The Cinderella Project of Maine developed out of something girls have been doing since they began wearing dresses to formal events. In high school, one of our founders, Mandie Sawyer, used to swap prom dresses with her friends so they wouldn’t have to wear the same dress when they attended their boyfriends’ proms at a rival school. As the oldest of six girls, she always swapped clothes, shoes, dresses, and jewelry, and still does…even to this day. When she heard about the Cinderella Project of Maine, it seemed like a natural fit for what she loved to do. High school students want so much to look and feel beautiful on the one day of their high school prom–but do you know how much it costs? With new dresses, shoes and accessories (not to mention hair and makeup) averaging around $400-$500, this is not something that most students can afford.

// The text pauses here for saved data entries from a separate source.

use super::{Counter, Metrics, MetricsError, Rate, Trend};
use super::{HTTP_REQS, HTTP_REQ_DURATION, HTTP_REQ_FAILED};
use vidload_core::{RequestOutcome, Tag};
#[allow(unused)]
use tracing::{debug, error, info, trace, warn};

/// Feeds request outcomes into the built-in HTTP series.
///
/// When the scenario carries a tag, request count and failure rate are also recorded under
/// `http_reqs{key:value}` and `http_req_failed{key:value}` so thresholds can target one stage.
#[derive(Clone)]
pub struct OutcomeRecorder {
    reqs: Counter,
    duration: Trend,
    failed: Rate,
    tagged: Option<(Counter, Rate)>,
}

impl OutcomeRecorder {
    pub fn new(metrics: &Metrics, tag: Option<&Tag>) -> Result<Self, MetricsError> {
        let tagged = match tag {
            Some(tag) => Some((
                metrics.counter(&format!("{HTTP_REQS}{{{tag}}}"))?,
                metrics.rate(&format!("{HTTP_REQ_FAILED}{{{tag}}}"))?,
            )),
            None => None,
        };

        Ok(Self {
            reqs: metrics.counter(HTTP_REQS)?,
            duration: metrics.trend(HTTP_REQ_DURATION)?,
            failed: metrics.rate(HTTP_REQ_FAILED)?,
            tagged,
        })
    }

    pub fn record(&self, outcome: RequestOutcome) {
        trace!("{outcome}");

        self.reqs.increment(1);
        self.duration.add_duration(outcome.latency());
        self.failed.add(!outcome.success());

        if let Some((reqs, failed)) = &self.tagged {
            reqs.increment(1);
            failed.add(!outcome.success());
        }

        #[cfg(feature = "metrics")]
        {
            let action = outcome.action().as_str();
            metrics::counter!("vidload_http_reqs", "action" => action).increment(1);
            metrics::histogram!("vidload_http_req_duration", "action" => action)
                .record(outcome.latency().as_secs_f64());
            if !outcome.success() {
                metrics::counter!("vidload_http_req_failed", "action" => action).increment(1);
            }
        }
    }
}
use super::{settle, sign_in, ActionTable, Exchange, TargetClient, WorkloadError};
use crate::metrics::{Counter, Metrics, Rate, Trend};
use crate::workload::{VirtualUser, Workload};
use vidload_core::{CredentialPool, HEALTH_TIMEOUT, REQUEST_TIMEOUT};
#[allow(unused)]
use tracing::{debug, error, info, trace, warn};

pub const ERRORS: &str = "errors";
pub const LATENCY: &str = "latency";
pub const SUCCESSFUL_REQUESTS: &str = "successful_requests";

#[derive(Debug, Clone, Copy, PartialEq, Eq)]
pub enum WebAction {
    Health,
    PublicVideos,
    Rankings,
    /// Log in, then list the caller's videos.
    MyVideos,
}

/// Read-heavy web traffic: one weighted action per iteration, then think time.
///
/// Besides the built-in HTTP series it records `errors` (rate of failed calls, logins
/// included), `latency` (trend of the action call) and `successful_requests` (counter).
pub struct WebCapacity {
    client: TargetClient,
    users: CredentialPool,
    actions: ActionTable<WebAction>,
    errors: Rate,
    latency: Trend,
    successful: Counter,
}

impl WebCapacity {
    pub fn new(
        client: TargetClient,
        users: CredentialPool,
        metrics: &Metrics,
    ) -> Result<Self, WorkloadError> {
        Ok(Self {
            client,
            users,
            actions: Self::default_actions()?,
            errors: metrics.rate(ERRORS)?,
            latency: metrics.trend(LATENCY)?,
            successful: metrics.counter(SUCCESSFUL_REQUESTS)?,
        })
    }

    /// 10% health, 30% public videos, 30% rankings, 30% login + own videos.
    pub fn default_actions() -> Result<ActionTable<WebAction>, WorkloadError> {
        Ok(ActionTable::cumulative(vec![
            (0.1, WebAction::Health),
            (0.4, WebAction::PublicVideos),
            (0.7, WebAction::Rankings),
            (1.0, WebAction::MyVideos),
        ])?)
    }

    pub fn with_actions(mut self, actions: ActionTable<WebAction>) -> Self {
        self.actions = actions;
        self
    }

    fn observe<T>(&self, user: &VirtualUser, exchange: Exchange<T>) -> Option<T> {
        let success = exchange.outcome.success();
        self.errors.add(!success);
        self.latency.add_duration(exchange.outcome.latency());
        if success {
            self.successful.increment(1);
        }
        settle(user, exchange)
    }
}

impl Workload for WebCapacity {
    async fn iteration(&self, user: &mut VirtualUser) {
        let action = *self.actions.pick(user.draw());
        trace!("{} user {} -> {action:?}", user.scenario(), user.id());

        match action {
            WebAction::Health => {
                let exchange = self.client.health(HEALTH_TIMEOUT).await;
                self.observe(user, exchange);
            }
            WebAction::PublicVideos => {
                let exchange = self.client.public_videos(REQUEST_TIMEOUT).await;
                self.observe(user, exchange);
            }
            WebAction::Rankings => {
                let exchange = self.client.rankings(REQUEST_TIMEOUT).await;
                self.observe(user, exchange);
            }
            WebAction::MyVideos => {
                let login = sign_in(&self.client, &self.users, user, REQUEST_TIMEOUT).await;
                self.errors.add(!login.outcome.success());
                if let Some(token) = settle(user, login) {
                    let exchange = self.client.my_videos(&token, REQUEST_TIMEOUT).await;
                    self.observe(user, exchange);
                }
            }
        }

        user.think().await;
    }
}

So what’s their option, not go?
Nope, because where there’s a wand, there’s a way!
In 2006, Mandie met with two other women in Belfast, Jessica Jones and Martha Bjelland, who were trying to get the Cinderella Project of Maine off the ground. They recruited Amy Boucher and started soliciting dresses from everyone they knew. That first year, they had more volunteers than students, but they still gave away 13 dresses. The next year in 2007, Jessica and Martha moved on from the project, so Amy and Mandie worked on recruiting new fairy godmothers to keep the Cinderella Project of Maine alive.
In 2009, Waldo Community Action Partners took on the Cinderella Project of Maine as a new initiative and the project grew to give away over 200 dresses each year to girls all over the state. Then, in 2014, a teacher at Gardiner Area High School named Meg Gipson met with our team and decided to spearhead a branch of the Cinderella Project of Maine in Gardiner.